In a tropical sanctuary of over 250 species of flowering vegetation and a canopy of trees, one thousand butterflies flit and flutter to the awe and amazement of visitors to the NC Museum of Life + Science’s Magic Wings Butterfly House.
Over the course of two separate visits there with my nephew, I captured a small fraction of these winged wonders. I’d love to go back sometime when I have hours to just watch and wait for the perfect opportunities to photograph them in all their splendor. (It’s harder than you’d think!)
Enjoy these tropical beauties!
The Paper Kite is from Southeast Asia. Its wings are translucent and look like fine paper. The caterpillars of this butterfly eat toxic plants, the poison of which is carried on into their butterfly state. As a result, animals learn to avoid eating Paper Kites. 
The Gray Owl is a very large butterfly that is native to Central and South America and enjoys shaded areas.
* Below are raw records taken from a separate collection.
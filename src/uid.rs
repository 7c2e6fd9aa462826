//! External member refs ("G{generation}-xxxxxx").
//!
//! The tail hashes (timestamp, name checksum, random salt), so refs stay
//! unique across import batches without any coordination, and the
//! generation prefix keeps them human-sortable in raw data files.

use rand::Rng;
use sha1::{Digest, Sha1};

const BASE62_ALPHABET: &[u8; 62] =
    b"0123456789abcdefghijklmnopqrstuvwxyzABCDEFGHIJKLMNOPQRSTUVWXYZ";
const TAIL_LEN: usize = 6;
// 62^6, the tail keyspace.
const TAIL_SPACE: u64 = 56_800_235_584;

/// Mints a fresh external ref for a member of the given generation.
pub fn new_member_uid(generation: i32, name: &str) -> String {
    let salt = rand::thread_rng().gen_range(10_000..=99_999);
    format!("G{generation}-{}", uid_tail(now_unix_ms(), name, salt))
}

/// The hash tail: last six base62 digits of
/// sha1("{timestamp}-{name char sum}-{salt}").
fn uid_tail(timestamp_ms: u128, name: &str, salt: u32) -> String {
    let name_checksum: u64 = name.chars().map(|c| c as u64).sum();
    let raw = format!("{timestamp_ms}-{name_checksum}-{salt}");

    let mut hasher = Sha1::new();
    hasher.update(raw.as_bytes());
    let digest = hasher.finalize();

    // Digest value mod 62^6, accumulated byte-wise to stay in u64.
    let mut tail_value = digest
        .iter()
        .fold(0u64, |acc, &byte| (acc * 256 + byte as u64) % TAIL_SPACE);

    let mut tail = [0u8; TAIL_LEN];
    for slot in tail.iter_mut().rev() {
        *slot = BASE62_ALPHABET[(tail_value % 62) as usize];
        tail_value /= 62;
    }
    String::from_utf8_lossy(&tail).into_owned()
}

fn now_unix_ms() -> u128 {
    std::time::SystemTime::now()
        .duration_since(std::time::UNIX_EPOCH)
        .map(|d| d.as_millis())
        .unwrap_or(0)
}
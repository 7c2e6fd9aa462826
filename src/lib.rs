use lazy_static::lazy_static;
use member::FamilyMember;

pub mod branch_colors;
pub mod chinese_num;
pub mod collapse;
pub mod demo;
pub mod error;
pub mod layout;
pub mod member;
pub mod pedigree;
pub mod render_svg;
pub mod statistics;
pub mod tour;
pub mod uid;

lazy_static! {
    // Bundled sample family, used by the demo subcommand and tests
    pub static ref DEMO_MEMBERS: Vec<FamilyMember> =
        demo::demo_members().expect("Invalid bundled demo data");
}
During my visits, these Owl Butterflies fed quite a bit on fermenting fruit which is their common practice.
The Brown Owl, like the Gray Owl, is native to Central and South America. Owl Butterflies characteristically have patterns on their undersides that include many brown, gray, black or yellow lines and spots and one large, eyelike spot on the hindwing. The upperside, however, has muted colors of either charcoal gray (Gray Owl) or light brown (Brown Owl).
From my reading, I learned that scientists believe the large eyelike spot on the hindwing (underside, which you can see in the previous pictures ot the Gray Owls) is designed to trick preditors into thinking it is the head of the butterfly. As a result, the butterfly only loses a fraction of its “tail” – as opposed to its head – when preyed upon. Could this have happened to the Brown Owl in this photo? I’m no expert, but its tail looks a bit raggedy to me.
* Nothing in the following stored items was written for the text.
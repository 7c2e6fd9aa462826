//! Member records as delivered by the data layer.

use crate::error::ZupuError;
use serde::{Deserialize, Deserializer, Serialize, Serializer};
use std::fmt;

pub type MemberId = i64;

/// Recorded gender. Anything other than 男/女 in the source data is kept
/// as [`Gender::Unknown`] rather than rejecting the record.
#[derive(Clone, Copy, Debug, Default, PartialEq, Eq)]
pub enum Gender {
    Male,
    Female,
    #[default]
    Unknown,
}

impl Gender {
    pub fn new_from_label(label: &str) -> Self {
        match label {
            "男" => Gender::Male,
            "女" => Gender::Female,
            _ => Gender::Unknown,
        }
    }

    #[inline(always)]
    pub fn label(&self) -> &'static str {
        match self {
            Gender::Male => "男",
            Gender::Female => "女",
            Gender::Unknown => "未知",
        }
    }
}

impl fmt::Display for Gender {
    fn fmt(&self, f: &mut fmt::Formatter) -> fmt::Result {
        write!(f, "{}", self.label())
    }
}

impl Serialize for Gender {
    fn serialize<S: Serializer>(&self, serializer: S) -> Result<S::Ok, S::Error> {
        serializer.serialize_str(self.label())
    }
}

impl<'de> Deserialize<'de> for Gender {
    fn deserialize<D: Deserializer<'de>>(deserializer: D) -> Result<Self, D::Error> {
        let label = String::deserialize(deserializer)?;
        Ok(Gender::new_from_label(&label))
    }
}

/// One family member row. Field names match the upstream storage schema;
/// `father_id` is filled in from `father_uid` during normalization and may
/// be absent in raw input.
#[derive(Clone, Debug, Serialize, Deserialize)]
pub struct FamilyMember {
    pub id: MemberId,
    #[serde(default)]
    pub uid: Option<String>,
    #[serde(default)]
    pub father_uid: Option<String>,
    #[serde(default)]
    pub father_id: Option<MemberId>,
    #[serde(default)]
    pub generation: Option<i32>,
    pub name: String,
    #[serde(default)]
    pub gender: Option<Gender>,
    #[serde(default)]
    pub sibling_order: Option<i32>,
    #[serde(default)]
    pub official_position: Option<String>,
    pub is_alive: bool,
    #[serde(default)]
    pub spouse: Option<String>,
    #[serde(default)]
    pub bio: Option<String>,
    #[serde(default)]
    pub birth_date: Option<i32>,
    #[serde(default)]
    pub death_date: Option<i32>,
    #[serde(default)]
    pub residence_place: Option<String>,
}

impl FamilyMember {
    /// External string ref, with blank values treated as absent.
    #[inline(always)]
    pub fn uid_key(&self) -> Option<&str> {
        self.uid.as_deref().filter(|u| !u.is_empty())
    }

    /// Parent ref, with blank values treated as absent.
    #[inline(always)]
    pub fn father_uid_key(&self) -> Option<&str> {
        self.father_uid.as_deref().filter(|u| !u.is_empty())
    }

    /// Generation used for row bucketing; unrecorded generations group
    /// with generation 0.
    #[inline(always)]
    pub fn generation_key(&self) -> i32 {
        self.generation.unwrap_or(0)
    }

    /// Sort key among siblings; unrecorded order sorts as 0.
    #[inline(always)]
    pub fn sibling_order_key(&self) -> i32 {
        self.sibling_order.unwrap_or(0)
    }

    /// Age in years at the given reference year, if a birth year is recorded.
    /// Dates are stored as plain years, so no month correction applies.
    #[inline(always)]
    pub fn age_in(&self, reference_year: i32) -> Option<i32> {
        self.birth_date.map(|birth| reference_year - birth)
    }

    pub fn validate(&self) -> Result<(), ZupuError> {
        if self.name.trim().is_empty() {
            return Err(ZupuError::Validation(format!(
                "Member {} has no name",
                self.id
            )));
        }
        Ok(())
    }
}

/// Parses a JSON array of member records. Anything that is not a list of
/// records is a hard error; unknown fields are ignored.
pub fn members_from_json(text: &str) -> Result<Vec<FamilyMember>, ZupuError> {
    let members: Vec<FamilyMember> = serde_json::from_str(text)?;
    for member in &members {
        member.validate()?;
    }
    Ok(members)
}
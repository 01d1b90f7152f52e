use std::fs;
use std::io;
use std::path::Path;

use crate::covers::CoverSet;
use crate::stats;
use crate::store::ShowRecord;

/// One flattened row: a single song appearance at a single show.
#[derive(Debug, Clone, PartialEq, Eq)]
pub struct SongRow {
    pub date: String,
    pub location: String,
    pub song: String,
    /// "Cover" or "Original", from the cover list.
    pub song_type: &'static str,
    /// Total appearances of this song across the whole archive.
    pub times_played: usize,
}

/// Flatten the archive into one row per song appearance, most-played songs
/// first (stable, so appearance order is kept within a song).
pub fn song_rows(records: &[ShowRecord], covers: &CoverSet) -> Vec<SongRow> {
    let frequency = stats::song_frequency(records);

    let mut rows: Vec<SongRow> = Vec::new();
    for show in records {
        for song in &show.setlist {
            rows.push(SongRow {
                date: show.date.clone(),
                location: show.location.clone(),
                song: song.clone(),
                song_type: if covers.contains(song) { "Cover" } else { "Original" },
                times_played: frequency.get(song),
            });
        }
    }

    rows.sort_by(|a, b| b.times_played.cmp(&a.times_played));
    rows
}

/// Write rows as CSV with a header line.
pub fn write_csv(rows: &[SongRow], path: &Path) -> io::Result<()> {
    fs::write(path, render_csv(rows))?;
    log::info!("Wrote {} rows to {}", rows.len(), path.display());
    Ok(())
}

pub fn render_csv(rows: &[SongRow]) -> String {
    let mut out = String::from("date,location,song,song_type,times_played\n");
    for row in rows {
        out.push_str(&csv_field(&row.date));
        out.push(',');
        out.push_str(&csv_field(&row.location));
        out.push(',');
        out.push_str(&csv_field(&row.song));
        out.push(',');
        out.push_str(row.song_type);
        out.push(',');
        out.push_str(&row.times_played.to_string());
        out.push('\n');
    }
    out
}

/// Quote a field when it needs it; double any embedded quotes.
fn csv_field(s: &str) -> String {
    if s.contains(',') || s.contains('"') || s.contains('\n') {
        format!("\"{}\"", s.replace('"', "\"\""))
    } else {
        s.to_string()
    }
}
The Scarlet Peacock comes from South America. It is a small, active butterfly that was difficult to capture at rest during my visit; yet at the same time, this sort of butterfly likes to bask in the sun with its wings spread.
Based on my research, I think this butterfly is a Sapho Longwing. If so, the ones acquired by the NC Museum of Life+Science come from Costa Rica and live for several months.